Combination PD-1 and PD-L1 Blockade Promotes Durable Neoantigen-Specific T Cell-Mediated Immunity in Pancreatic Ductal Adenocarcinoma.

Cell Rep

Center for Immunology, University of Minnesota Medical School, Minneapolis, MN 55455, USA; Department of Microbiology and Immunology, University of Minnesota Medical School, Minneapolis, MN 55455, USA; Masonic Cancer Center of the University of Minnesota Medical School, Minneapolis, MN 55455, USA. Electronic address:

Published: August 2019

Pancreatic ductal adenocarcinoma (PDA) is a lethal cancer resistant to immunotherapy. We create a PDA mouse model and show that neoantigen expression is required for intratumoral T cell accumulation and response to immune checkpoint blockade.
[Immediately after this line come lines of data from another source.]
impl KMeans {
    pub fn new() -> Self {
        Self::default()
    }

    /// Set the iteration cap; 0 runs until the assignments stop changing.
    pub fn with_max_iterations(mut self, max_iterations: usize) -> Self {
        self.max_iterations = max_iterations;
        self
    }

    pub fn with_overclustering_factor(mut self, factor: f64) -> Self {
        self.overclustering_factor = factor;
        self
    }

    pub fn with_leaf_size(mut self, leaf_size: usize) -> Self {
        self.leaf_size = leaf_size;
        self
    }

    pub fn with_metric(mut self, metric: impl Metric + 'static) -> Self {
        self.metric = Arc::new(metric);
        self
    }

    pub fn with_partitioner(mut self, partitioner: impl Partitioner + 'static) -> Self {
        self.partitioner = Arc::new(partitioner);
        self
    }

    pub fn with_empty_cluster_action(mut self, action: impl EmptyClusterPolicy + 'static) -> Self {
        self.empty_cluster_action = Arc::new(action);
        self
    }

    pub fn max_iterations(&self) -> usize {
        self.max_iterations
    }

    pub fn set_max_iterations(&mut self, max_iterations: usize) {
        self.max_iterations = max_iterations;
    }

    pub fn overclustering_factor(&self) -> f64 {
        self.overclustering_factor
    }

    /// Values above 1 enable overclustering; 1 disables it.
    pub fn set_overclustering_factor(&mut self, factor: f64) {
        self.overclustering_factor = factor;
    }

    pub fn leaf_size(&self) -> usize {
        self.leaf_size
    }

    pub fn set_leaf_size(&mut self, leaf_size: usize) {
        self.leaf_size = leaf_size;
    }

    pub fn metric(&self) -> &dyn Metric {
        self.metric.as_ref()
    }

    pub fn set_metric(&mut self, metric: impl Metric + 'static) {
        self.metric = Arc::new(metric);
    }

    pub fn partitioner(&self) -> &dyn Partitioner {
        self.partitioner.as_ref()
    }

    pub fn set_partitioner(&mut self, partitioner: impl Partitioner + 'static) {
        self.partitioner = Arc::new(partitioner);
    }

    pub fn empty_cluster_action(&self) -> &dyn EmptyClusterPolicy {
        self.empty_cluster_action.as_ref()
    }

    pub fn set_empty_cluster_action(&mut self, action: impl EmptyClusterPolicy + 'static) {
        self.empty_cluster_action = Arc::new(action);
    }

    /// Cluster `data` (one point per row) into `clusters` clusters.
    ///
    /// An empty `assignments` asks the partitioner for a starting point; a
    /// filled one is used as a warm start and must hold one label per point,
    /// each below the working cluster count. On return it holds a label in
    /// `0..clusters` for every point.
    pub fn cluster(
        &self,
        data: ArrayView2<f64>,
        clusters: usize,
        assignments: &mut Vec<usize>,
    ) -> Result<ClusterReport> {
        self.run(data, clusters, assignments, Strategy::Naive)
    }

    /// Same result as [`KMeans::cluster`], with reassignment passes pruned
    /// through a ball tree built over a reordered copy of `data`.
    ///
    /// The pruning is exact only if the metric's `bound_distance` satisfies
    /// the triangle inequality; this is not checked.
    pub fn fast_cluster(
        &self,
        data: ArrayView2<f64>,
        clusters: usize,
        assignments: &mut Vec<usize>,
    ) -> Result<ClusterReport> {
        self.run(data, clusters, assignments, Strategy::Tree)
    }

    /// Mean of every cluster for a finished assignment. Clusters without
    /// members get infinite coordinates.
    pub fn centroids(
        &self,
        data: ArrayView2<f64>,
        clusters: usize,
        assignments: &[usize],
    ) -> Result<Array2<f64>> {
        if assignments.len() != data.nrows() {
            return invalid(format!(
                "{} assignments for {} points",
                assignments.len(),
                data.nrows()
            ));
        }
        if let Some(&bad) = assignments.iter().find(|&&a| a >= clusters) {
            return invalid(format!("assignment {bad} outside 0..{clusters}"));
        }
        let mut stats = ClusterStats::new(clusters, data.ncols());
        stats.recompute(data, assignments);
        Ok(stats.centroids)
    }

    fn working_clusters(&self, clusters: usize, points: usize) -> Result<usize> {
        let factor = self.overclustering_factor;
        if !factor.is_finite() || factor < 1.0 {
            return invalid(format!("overclustering factor must be >= 1, got {factor}"));
        }
        let working = ((clusters as f64 * factor).round() as usize).max(clusters);
        if working > points {
            tracing::warn!(
                working,
                points,
                "overclustered count exceeds the number of points; clamping"
            );
            return Ok(points);
        }
        Ok(working)
    }

    fn validate(&self, data: ArrayView2<f64>, clusters: usize) -> Result<()> {
        if data.nrows() == 0 || data.ncols() == 0 {
            return invalid(format!("empty dataset of shape {:?}", data.shape()));
        }
        if clusters == 0 {
            return invalid("number of clusters must be at least 1");
        }
        if clusters > data.nrows() {
            return invalid(format!(
                "not enough data points ({}) for {} clusters",
                data.nrows(),
                clusters
            ));
        }
        if data.iter().any(|x| !x.is_finite()) {
            return invalid("dataset contains non-finite values");
        }
        Ok(())
    }

    fn initial_assignments(
        &self,
        data: ArrayView2<f64>,
        working: usize,
        assignments: &mut Vec<usize>,
    ) -> Result<()> {
        let initial = if assignments.is_empty() {
            let labels = self.partitioner.partition(data, working)?;
            if labels.len() != data.nrows() {
                return invalid(format!(
                    "partitioner {} returned {} labels for {} points",
                    self.partitioner.name(),
                    labels.len(),
                    data.nrows()
                ));
            }
            Some(labels)
        } else if assignments.len() != data.nrows() {
            return invalid(format!(
                "warm start has {} assignments for {} points",
                assignments.len(),
                data.nrows()
            ));
        } else {
            None
        };

        let labels = initial.as_deref().unwrap_or(assignments.as_slice());
        if let Some(&bad) = labels.iter().find(|&&a| a >= working) {
            return invalid(format!("initial assignment {bad} outside 0..{working}"));
        }
        if let Some(labels) = initial {
            *assignments = labels;
        }
        Ok(())
    }

    fn repair_empty_clusters(
        &self,
        data: ArrayView2<f64>,
        assignments: &mut [usize],
        stats: &mut ClusterStats,
    ) -> usize {
        let mut moved = 0;
        for empty in stats.empty_clusters() {
            moved += self.empty_cluster_action.repair(
                data,
                assignments,
                empty,
                stats,
                self.metric.as_ref(),
            );
        }
        moved
    }

    fn run(
        &self,
        data: ArrayView2<f64>,
        clusters: usize,
        assignments: &mut Vec<usize>,
        strategy: Strategy,
    ) -> Result<ClusterReport> {
        self.validate(data, clusters)?;
        let working = self.working_clusters(clusters, data.nrows())?;
        self.initial_assignments(data, working, assignments)?;

        let metric = self.metric.as_ref();
        let mut report = ClusterReport {
            working_clusters: working,
            ..ClusterReport::default()
        };

        let mut accelerated = match strategy {
            Strategy::Naive => None,
            Strategy::Tree => {
                let tree = BallTree::build(data, self.leaf_size, metric);
                let table = PruningTable::new(&tree);
                tracing::debug!(nodes = tree.node_count(), "built ball tree");
                Some((tree, table))
            }
        };

        let mut stats = ClusterStats::new(working, data.ncols());
        stats.recompute(data, assignments);
        report.empty_cluster_repairs += self.repair_empty_clusters(data, assignments, &mut stats);

        let mut seen = AssignmentHistory::default();
        seen.insert(assignments);

        loop {
            stats.recompute(data, assignments);
            let pass = match accelerated.as_mut() {
                None => naive_pass(data, stats.centroids.view(), metric, assignments),
                Some((tree, table)) => table.assign(tree, stats.centroids.view(), metric, assignments),
            };
            report.iterations += 1;
            report.distance_evaluations += pass.evaluations;

            stats.recount(assignments);
            let repaired = self.repair_empty_clusters(data, assignments, &mut stats);
            report.empty_cluster_repairs += repaired;

            tracing::debug!(
                iteration = report.iterations,
                changed = pass.changed,
                repaired,
                evaluations = pass.evaluations,
                "k-means pass"
            );

            if pass.changed == 0 {
                report.converged = true;
                break;
            }
            if self.max_iterations > 0 && report.iterations >= self.max_iterations {
                break;
            }
            if !seen.insert(assignments) {
                tracing::debug!(iteration = report.iterations, "assignments cycle; stopping");
                break;
            }
        }

        if working > clusters {
            stats.recompute(data, assignments);
            report.merges = merge_clusters(&mut stats, assignments, clusters, metric);
        }

        tracing::info!(
            iterations = report.iterations,
            converged = report.converged,
            working_clusters = working,
            merges = report.merges,
            "k-means finished"
        );
        Ok(report)
    }
}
By generating a peptide:MHC tetramer, we identify that PDA induces rapid intratumoral, and progressive systemic, tumor-specific T cell exhaustion. Monotherapy PD-1 or PD-L1 blockade enhances systemic T cell expansion and induces objective responses that require systemic T cells. However, tumor escape variants defective in IFNγ-inducible Tap1 and MHC class I cell surface expression ultimately emerge. Combination PD-1 + PD-L1 blockade synergizes therapeutically by increasing intratumoral KLRG1+Lag3-TNFα+ tumor-specific T cells and generating memory T cells capable of expanding to spontaneous tumor recurrence, thereby prolonging animal survival. Our studies support that PD-1 and PD-L1 are relevant immune checkpoints in PDA and identify a combination for clinical testing in those patients with neoantigen-specific T cells.